Social distancing is the new normal. Governments across the globe are pleading with their citizen to maintain social distancing. This can help in reducing the rate of infection to some extent by stopping the chain of transmission.
However, social media provides the virtual space for human beings to converse with one another, to share their thoughts and to remain connected with a virtual network of friends and acquaintances. Breaking news unfolds over the digital platform and is quickly shared with peers.
Since the outbreak of COVID-19, online news has gained much importance as in many cities people are staying away from reading the printed newspaper fearing transmission of the virus. Researchers have allayed the fears regarding newspapers and the government also tried to convince people not to believe in rumours. This hasn’t helped much as residents across the country have stayed away from letting vendors deliver newspapers.
Rumours and fake news multiplied as the pandemic gained momentum. In recent years fake news has led to several social tensions in the country. In the time of corona, fake news and rumours have led to further social trouble.
Suddenly a fast-paced technology-driven lifestyle has come to a standstill. Livelihoods are at stake and people fear for their jobs and enterprises. The daily wage earners and migrant labourers have been badly hit. People who are in the unorganized sector are looking at the future with uncertainty. White-collar professionals are apprehensive of layoffs. The spread of fake news and rumours are making things worse. Starting from magic remedies like garlic, curry leaves, cow urine, and sudden announcements of lockdown measures attributed to WHO and Indian government, child kidnapping rumours leading to mob lynching in Palghar to numerous instances of communal spin; public discourse has hit a new low.
A close look at the posts getting viral reveals a different story. People have already started taking sides and believe as real news which conforms to their viewpoint. The truth shown to them might not change the scenario much as they are not keen on believing such facts. News and views which predict grim consequences in the future are shared which is reflective of the turmoil happening deep inside the human mind.
An article in Vox while reflecting on how coronavirus took over social media observed that Brandwatch, a social media analytics company has found sentiments revolving around coronavirus to be negative. There are disgust and fear. Another article published in the BBC portal while pondering on whether social media is spreading the virus opine that there is a threat to the reputation of social media giants as they are perceived as purveyors of panic and channels of misinformation.
People are struggling to find a response to the situation they are in and mostly using social media to pass on the fear and anxiety. All is not negative though!
Numerous social media posts are emerging which talk about how celebrities are utilizing their time during lockdown to do gardening, cooking, exercising, reading books, painting and listening to music. They seem to transmit the message of positive usage of one’s time at home. This has been criticized by certain sections who feel that such posts are not representative of the real image of the country where people are finding it difficult to get one meal a day.

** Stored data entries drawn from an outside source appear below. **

use chrono::{DateTime, Utc};
use serde::{Deserialize, Serialize};
use utoipa::ToSchema;
use crate::domain::entities::users::user::User;
use crate::utils::id_utils::id_hex;
use crate::utils::time_utils::to_utc;

/// 공개 프로필
#[derive(Debug, Clone, Serialize, Deserialize, ToSchema)]
pub struct UserResponse {
    pub id: String,
    pub username: String,
    pub display_name: String,
    pub bio: Option<String>,
    pub avatar_url: Option<String>,
    pub followers_count: i64,
    pub following_count: i64,
    pub created_at: DateTime<Utc>,
}

impl From<User> for UserResponse {
    fn from(user: User) -> Self {
        Self {
            id: id_hex(&user.id),
            username: user.username,
            display_name: user.display_name,
            bio: user.bio,
            avatar_url: user.avatar_url,
            followers_count: user.followers_count,
            following_count: user.following_count,
            created_at: to_utc(user.created_at),
        }
    }
}

/// 내 프로필 (`/api/users/me`)
#[derive(Debug, Clone, Serialize, Deserialize, ToSchema)]
pub struct ProfileResponse {
    pub id: String,
    pub clerk_id: String,
    pub email: String,
    pub username: String,
    pub display_name: String,
    pub bio: Option<String>,
    pub avatar_url: Option<String>,
    pub roles: Vec<String>,
    pub followers_count: i64,
    pub following_count: i64,
    pub enrolled_courses: Vec<String>,
    pub created_at: DateTime<Utc>,
    pub updated_at: DateTime<Utc>,
}

impl From<User> for ProfileResponse {
    fn from(user: User) -> Self {
        let User {
            id,
            clerk_id,
            email,
            username,
            display_name,
            bio,
            avatar_url,
            roles,
            followers_count,
            following_count,
            enrolled_courses,
            created_at,
            updated_at,
            ..
        } = user;

        Self {
            id: id_hex(&id),
            clerk_id,
            email,
            username,
            display_name,
            bio,
            avatar_url,
            roles,
            followers_count,
            following_count,
            enrolled_courses: enrolled_courses.iter().map(|id| id.to_hex()).collect(),
            created_at: to_utc(created_at),
            updated_at: to_utc(updated_at),
        }
    }
}

/// 다른 응답에 포함되는 작성자/사용자 요약
#[derive(Debug, Clone, Serialize, Deserialize, ToSchema, PartialEq)]
pub struct UserSummary {
    pub id: String,
    pub username: String,
    pub display_name: String,
    pub avatar_url: Option<String>,
}

impl From<&User> for UserSummary {
    fn from(user: &User) -> Self {
        Self {
            id: id_hex(&user.id),
            username: user.username.clone(),
            display_name: user.display_name.clone(),
            avatar_url: user.avatar_url.clone(),
        }
    }
}

/// 팔로우/언팔로우 결과
#[derive(Debug, Clone, Serialize, Deserialize, ToSchema)]
pub struct FollowResponse {
    pub following: bool,
    /// 대상 사용자의 팔로워 수
    pub followers_count: i64,
    /// 나의 팔로잉 수
    pub following_count: i64,
}

#[cfg(test)]
mod tests {
    use super::*;
    use mongodb::bson::oid::ObjectId;

    #[test]
    fn test_profile_response_hex_ids() {
        let mut user = User::new("user_1".into(), "a@example.com".into(), "alice".into(), "Alice".into());
        let course_id = ObjectId::new();
        user.id = Some(ObjectId::new());
        user.enroll(course_id);

        let response = ProfileResponse::from(user.clone());

        assert_eq!(response.id, user.id.unwrap().to_hex());
        assert_eq!(response.enrolled_courses, vec![course_id.to_hex()]);
    }
}
use std::sync::Arc;
use mongodb::{bson::{doc, oid::ObjectId, Document}, options::IndexOptions, IndexModel};
use crate::{
    caching::redis::RedisClient,
    core::registry::Repository,
    db::Database,
    domain::entities::jobs::application::{Application, ApplicationStatus},
};
use singleton_macro::repository;
use crate::core::errors::{db_error, insert_error, AppError};
use crate::domain::dto::common::{PaginatedResponse, PaginationQuery};
use crate::repositories::common::{find_page, inserted_object_id};

#[repository(name = "application", collection = "applications")]
pub struct ApplicationRepository {
    db: Arc<Database>,
    redis: Arc<RedisClient>,
}

impl ApplicationRepository {
    pub async fn find_by_id(&self, id: &ObjectId) -> Result<Option<Application>, AppError> {
        self.collection::<Application>()
            .find_one(doc! { "_id": *id })
            .await
            .map_err(db_error)
    }

    pub async fn get(&self, id: &ObjectId) -> Result<Application, AppError> {
        self.find_by_id(id)
            .await?
            .ok_or_else(|| AppError::NotFound("지원서를 찾을 수 없습니다".to_string()))
    }

    pub async fn find_by_job_and_applicant(&self, job_id: &ObjectId, applicant_id: &ObjectId) -> Result<Option<Application>, AppError> {
        self.collection::<Application>()
            .find_one(doc! { "job_id": *job_id, "applicant_id": *applicant_id })
            .await
            .map_err(db_error)
    }

    pub async fn create(&self, mut application: Application) -> Result<Application, AppError> {
        let result = self.collection::<Application>()
            .insert_one(&application)
            .await
            .map_err(|e| insert_error(e, || AppError::ValidationError("이미 지원한 공고입니다".to_string())))?;

        application.id = Some(inserted_object_id(&result)?);
        Ok(application)
    }

    pub async fn save(&self, application: &Application) -> Result<(), AppError> {
        let id = application.id
            .ok_or_else(|| AppError::InternalError("저장되지 않은 지원서입니다".to_string()))?;

        self.collection::<Application>()
            .replace_one(doc! { "_id": id }, application)
            .await
            .map_err(db_error)?;

        Ok(())
    }

    pub async fn delete(&self, id: &ObjectId) -> Result<bool, AppError> {
        let result = self.collection::<Application>()
            .delete_one(doc! { "_id": *id })
            .await
            .map_err(db_error)?;

        Ok(result.deleted_count > 0)
    }

    pub async fn delete_by_job(&self, job_id: &ObjectId) -> Result<u64, AppError> {
        let result = self.collection::<Application>()
            .delete_many(doc! { "job_id": *job_id })
            .await
            .map_err(db_error)?;

        Ok(result.deleted_count)
    }

    pub async fn list(&self, filter: Document, page: &PaginationQuery) -> Result<PaginatedResponse<Application>, AppError> {
        find_page(&self.collection::<Application>(), filter, doc! { "created_at": -1 }, page).await
    }

    pub async fn count_by_status(&self, status: ApplicationStatus) -> Result<u64, AppError> {
        self.collection::<Application>()
            .count_documents(doc! { "status": status.as_str() })
            .await
            .map_err(db_error)
    }

    pub async fn create_indexes(&self) -> Result<(), AppError> {
        let one_per_applicant = IndexModel::builder()
            .keys(doc! { "job_id": 1, "applicant_id": 1 })
            .options(IndexOptions::builder()
                .unique(true)
                .name("job_applicant_unique".to_string())
                .build())
            .build();

        let applicant_index = IndexModel::builder()
            .keys(doc! { "applicant_id": 1, "created_at": -1 })
            .options(IndexOptions::builder()
                .name("applicant_created_at".to_string())
                .build())
            .build();

        self.collection::<Application>()
            .create_indexes([one_per_applicant, applicant_index])
            .await
            .map_err(db_error)?;

        Ok(())
    }
}
use mongodb::bson::{oid::ObjectId, DateTime};
use serde::{Deserialize, Serialize};

/// `videos` 컬렉션 문서
///
/// Bunny Stream 라이브러리는 전체 사용자가 공유하므로, 비디오 GUID와 생성자를 여기에 기록합니다.
#[derive(Debug, Clone, PartialEq, Serialize, Deserialize)]
pub struct Video {
    #[serde(rename = "_id", skip_serializing_if = "Option::is_none")]
    pub id: Option<ObjectId>,
    pub guid: String,
    pub owner_id: ObjectId,
    pub title: String,
    pub created_at: DateTime,
}

impl Video {
    pub fn new(guid: String, owner_id: ObjectId, title: String) -> Self {
        Self {
            id: None,
            guid,
            owner_id,
            title,
            created_at: DateTime::now(),
        }
    }

    pub fn is_owned_by(&self, user_id: &ObjectId) -> bool {
        &self.owner_id == user_id
    }
}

While this can be debated but such strong positioning also tells about the collective negativity which has been the dominant feature on social media after the coronavirus outbreak. There have been posts shared by Facebook users about the books which they are now finding time to read thanks to plenty of time, new poems they are writing, new recipes being tried out, new paintings they are doing, new online courses they are completing and some have gone on Facebook live to give useful daily tips, lecture on an important subject or to have a book reading session.
While critics have commented on such exercises they are indeed positive utilization of time and resources. Those who have chosen to act on the real problems of the downtrodden have actively helped in fundraising for NGOs and other organizations who are working on the ground ensuring food and shelter.
Love is difficult in the time of corona. Hate is finding more takers. The coming days post corona will be challenging both economically and socially. The economic scenario might start to improve slowly over the years if robust measures are in place but the social discord can change the way we look at life forever.
Human beings are social animals and will come out of social distancing soon after they can resist the onslaught of the pandemic successfully. The question remains whether the social fault lines which are now deep will heal again. Let’s hope that this too shallpass.